Überhaupt, Songs: Damals war es ja bei weitem noch nicht gang und gäbe, dass bei Musikspielen a.) bekannte Lieder und b.) Originalsongs verwendet wurden. So ist die Anzahl der lizensierten Songs im Vergleich zu heutigen Spielen auch erstaunlich klein (die gesamte Tracklist umfasst lediglich 26 Songs, davon ein Haufen – qualitative – Eigenproduktionen) und auch etwas angestaubt (Pink, Papa Roach, P.O.D., Weezer, Run DMC, David Bowie, Slipknot, Blink 182), aber das tut der Freude keinen Abbruch – da ist viel Krams aus Genres dabei, die ich sonst niemals freiwillig hören würde, aber hier funktionierts. Harmonix hatten stets ein gutes Händchen darin, Songs auszuwählen, die auch beim zwanzigsten Mal noch funktionieren.
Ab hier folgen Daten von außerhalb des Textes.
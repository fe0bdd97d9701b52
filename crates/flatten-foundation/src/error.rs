//! Error handling for the flatten-imports workspace

use std::path::Path;
use thiserror::Error;

/// Error type used throughout the flatten-imports crates
#[derive(Error, Debug)]
#[non_exhaustive]
pub enum FlattenError {
    #[error("Configuration error: {message}")]
    Config { message: String },

    #[error("I/O error on {path}: {message}")]
    Io {
        message: String,
        path: String,
        #[source]
        source: std::io::Error,
    },

    #[error("Parse error{}: {message}", .file.as_ref().map(|f| format!(" in {f}")).unwrap_or_default())]
    Parse {
        message: String,
        file: Option<String>,
    },

    #[error("Edit error: {message}")]
    Edit { message: String },
}

impl FlattenError {
    /// Create a new configuration error
    pub fn config(message: impl Into<String>) -> Self {
        Self::Config {
            message: message.into(),
        }
    }

    /// Create an I/O error tied to a specific path
    pub fn io(path: &Path, source: std::io::Error) -> Self {
        Self::Io {
            message: source.to_string(),
            path: path.display().to_string(),
            source,
        }
    }

    /// Create a new parse error, optionally naming the file
    pub fn parse(message: impl Into<String>, file: Option<&Path>) -> Self {
        Self::Parse {
            message: message.into(),
            file: file.map(|f| f.display().to_string()),
        }
    }

    /// Create a new edit application error
    pub fn edit(message: impl Into<String>) -> Self {
        Self::Edit {
            message: message.into(),
        }
    }
}

/// Result type alias for convenience
pub type FlattenResult<T> = Result<T, FlattenError>;

#[cfg(test)]
mod tests {
    use super::*;

    #[test]
    fn io_error_display_includes_path() {
        let err = FlattenError::io(
            Path::new("src/app.ts"),
            std::io::Error::new(std::io::ErrorKind::PermissionDenied, "denied"),
        );
        assert_eq!(err.to_string(), "I/O error on src/app.ts: denied");
    }

    #[test]
    fn parse_error_without_file() {
        let err = FlattenError::parse("Unexpected token", None);
        assert_eq!(err.to_string(), "Parse error: Unexpected token");
    }
}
Aber den wahren Reiz entwickelt Amplitude auf den höheren Schwierigkeitsgraden, denn wenn es auch an Gemmenplatzierungsvarianz mangelt, macht es das doch mit purer Geschwindigkeit wett. Statt km/h gelten hier bpm, dein Schiff gleitet in einem irren Tempo über den Track, während deine Finger verzweifelt versuchen, mit wildem Gescratche, Stakkato-Raps oder  technoiden Drumloops mitzuhalten und deine Augen ihr Bestes geben, in dem ganzen bunten Wirrwarr drumherum das nächste Power-Up oder die nächste schaffbare Spur zu entdecken. Und bist du dann im Flow, schaffst du dann Tracks, die du vorher schon vor dem Einsetzen des Gesangs verkackt hast, staunst du im Nachhinein, wie deine Finger es tatsächlich geschafft haben, diese Spur zu spielen, als ob zwischen visueller Wahrnehmung und manueller Reaktion nicht dein ansonsten so zäher Bregen steckte – dann weißt du wieder, warum du Videospiele spielst, und begreifst, dass keine Cutscene, kein Storystrang, kein multisensorischer Overkill an Hollywoodemotionen je diesen Kick ersetzen kann.

Prüfung: Driver

Burnout
Handbrake
Slalom
180°
360°
Reverse 180°
Speed
Brake Test
Lap

60 Sekunden.

Ein Spieleladen in meiner Heimat hat damals für fünf Mark Memorykarten angenommen und sie mit einem Savegame hinter der Fahrprüfung zurückgegeben. Ihr Bestehen ist für den Spielfortschritt zwingend erforderlich – es ist die allererste Mission. Reflections waren sich auch später nicht zu fein, Spielern die Schwierigkeitskeule in die weichen Gesichter zu schlagen (Stuntman!), aber dies war selbst damals was Besonderes. Andererseits: Ohne die für die Prüfung nötige Beherrschung des Autos hätte man im weiteren Verlauf eh keine Sonne gesehen. Was die Memorykartentauscher dann wohl am eigenen Leib erfahren durften.